I had suspected that it's due to clearing out dirty pages, flushing changes to disk, or some hidden mutex, but I have yet to narrow it down.
Also Ruled Out
The only other observation I have at this point is derived from the fact I'm running the same db on multiple machines. I have a heavy read application so I'm using an environment with replication -- most of the load is on the slaves. I've noticed that even though there is minimal load on the master, the phenomenon occurs more there. Even though I see no locking issues, maybe it's Innodb/Mysql having trouble with (thread) concurrency? Recall that the updates on the slave will be single threaded.
MySQL Verion 5.1.48
I think I have a lead for the problem on my case. On some of my servers, I noticed this phenomenon on more than the others.
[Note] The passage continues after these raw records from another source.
// This Source Code Form is subject to the terms of the Mozilla Public
// License, v. 2.0. If a copy of the MPL was not distributed with this
// file, You can obtain one at https://mozilla.org/MPL/2.0/.

//! Everything the firmware owns, in one place.
//!
//! [`App`] is put together during bring-up and then [split](App::split) into
//! one part per interrupt priority. Each part is owned outright by the
//! handler that runs it, so no handler has to lock out the others:
//!
//! - [`UsbContext`] runs in the USB interrupt. It holds the USB engine and
//!   the board, and is the only thing that touches either.
//! - [`Deferred`] runs in the deferred-work interrupt, below USB. It holds
//!   the application end of the serial stream and the reprogram action.
//! - The tick needs nothing but the shared [`Dpc`].
//!
//! What they do share is the [`Dpc`] (atomics) and the serial rings
//! (single-producer single-consumer).
//!
//! Keeping the glue in the library means it runs under test against the
//! simulated hardware.

use embedded_hal::spi::SpiBus;

use crate::arbiter::Arbiter;
use crate::board::{Board, BoardIo, SpiPins};
use crate::dpc::{Dpc, Reprogram, SoftInterrupt};
use crate::serial::{self, RxRing, SerialPort, TxRing};
use crate::usb::sie::UsbRegisters;
use crate::usb::UsbDevice;
use crate::vendor::Vendor;

/// The hardware the application runs on.
pub trait Platform {
    type Usb: UsbRegisters;
    type Io: BoardIo;
    type Bus: SpiBus<u8>;
    type Pins: SpiPins;
    type Irq: SoftInterrupt;
    type Isp: Reprogram;
}

/// Hardware handles, as produced by platform bring-up.
pub struct Parts<P: Platform> {
    pub usb: P::Usb,
    pub io: P::Io,
    pub bus: P::Bus,
    pub pins: P::Pins,
    pub isp: P::Isp,
}

/// The USB interrupt's share.
pub struct UsbContext<'a, P: Platform> {
    usb: UsbDevice<'a, P::Usb>,
    board: Board<P::Io, P::Bus, P::Pins>,
    dpc: &'a Dpc<P::Irq>,
}

impl<'a, P: Platform> UsbContext<'a, P> {
    pub fn interrupt(&mut self) {
        let mut vendor = Vendor::new(&mut self.board, self.dpc.countdown());
        let events = self.usb.on_interrupt(&mut vendor);
        if events.serial_progress {
            self.dpc.trigger();
        }
    }

    pub fn usb(&self) -> &UsbDevice<'a, P::Usb> {
        &self.usb
    }

    pub fn board(&self) -> &Board<P::Io, P::Bus, P::Pins> {
        &self.board
    }

    pub fn board_mut(&mut self) -> &mut Board<P::Io, P::Bus, P::Pins> {
        &mut self.board
    }
}

/// The deferred-work interrupt's share.
pub struct Deferred<'a, P: Platform> {
    dpc: &'a Dpc<P::Irq>,
    serial: SerialPort<'a>,
    isp: P::Isp,
}

impl<'a, P: Platform> Deferred<'a, P> {
    /// Advances the reprogram countdown.
    pub fn run(&mut self) {
        self.run_with(|_| {});
    }

    /// Advances the reprogram countdown, then hands the serial stream to
    /// `work`. Bytes `work` leaves in the receive queue stay there for next
    /// time; bytes it queues for sending go out on the next USB frame.
    pub fn run_with(&mut self, work: impl FnOnce(&mut SerialPort<'a>)) {
        self.dpc.run(&mut self.isp);
        work(&mut self.serial);
    }
}

pub struct App<'a, P: Platform> {
    usb: UsbContext<'a, P>,
    deferred: Deferred<'a, P>,
}

impl<'a, P: Platform> App<'a, P> {
    pub fn new(
        parts: Parts<P>,
        dpc: &'a Dpc<P::Irq>,
        rx: &'a mut RxRing,
        tx: &'a mut TxRing,
    ) -> Self {
        dpc.init();
        let (endpoints, serial) = serial::split(rx, tx);
        let uid = parts.io.device_uid();
        Self {
            usb: UsbContext {
                usb: UsbDevice::new(parts.usb, endpoints, uid),
                board: Board::new(parts.io, Arbiter::new(parts.bus, parts.pins)),
                dpc,
            },
            deferred: Deferred {
                dpc,
                serial,
                isp: parts.isp,
            },
        }
    }

    /// Connects to the bus and lets deferred work run. Interrupts should
    /// still be masked at the NVIC when this is called.
    pub fn start(&mut self) {
        let dpc = self.usb.dpc;
        dpc.suspend();
        self.usb.usb.reset();
        dpc.resume();
    }

    /// Hands each part to the context that runs it.
    pub fn split(self) -> (UsbContext<'a, P>, Deferred<'a, P>) {
        (self.usb, self.deferred)
    }

    pub fn usb_interrupt(&mut self) {
        self.usb.interrupt();
    }

    pub fn tick(&self) {
        self.usb.dpc.tick();
    }

    pub fn dpc_work(&mut self) {
        self.deferred.run();
    }

    pub fn usb(&self) -> &UsbDevice<'a, P::Usb> {
        self.usb.usb()
    }

    pub fn board(&self) -> &Board<P::Io, P::Bus, P::Pins> {
        self.usb.board()
    }

    pub fn board_mut(&mut self) -> &mut Board<P::Io, P::Bus, P::Pins> {
        self.usb.board_mut()
    }

    #[cfg(test)]
    fn usb_mut(&mut self) -> &mut UsbDevice<'a, P::Usb> {
        &mut self.usb.usb
    }
}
Seeing what was different between the different servers, and tweaking things around, I was lead to the MySQL innodb system variable
I found the doc a bit awkward to read, but
innodb_flush_log_at_trx_commit can take the values of 1,2,0:
Effectively, in the order (1,2,0), as reported and documented, you're supposed to get with increasing performance in trade for increased risk.
Having said that, I found that the servers with
innodb_flush_log_at_trx_commit=0 were performing worse (i.e. having 10-100 times more "long updates") than the servers with
innodb_flush_log_at_trx_commit=2. Moreover, things immediately improved on the bad instances when I switched it to 2 (note you can change it on the fly).
So, my question is, what is yours set to? Note that I'm not blaming this parameter, but rather highlighting that it's context is related to this issue.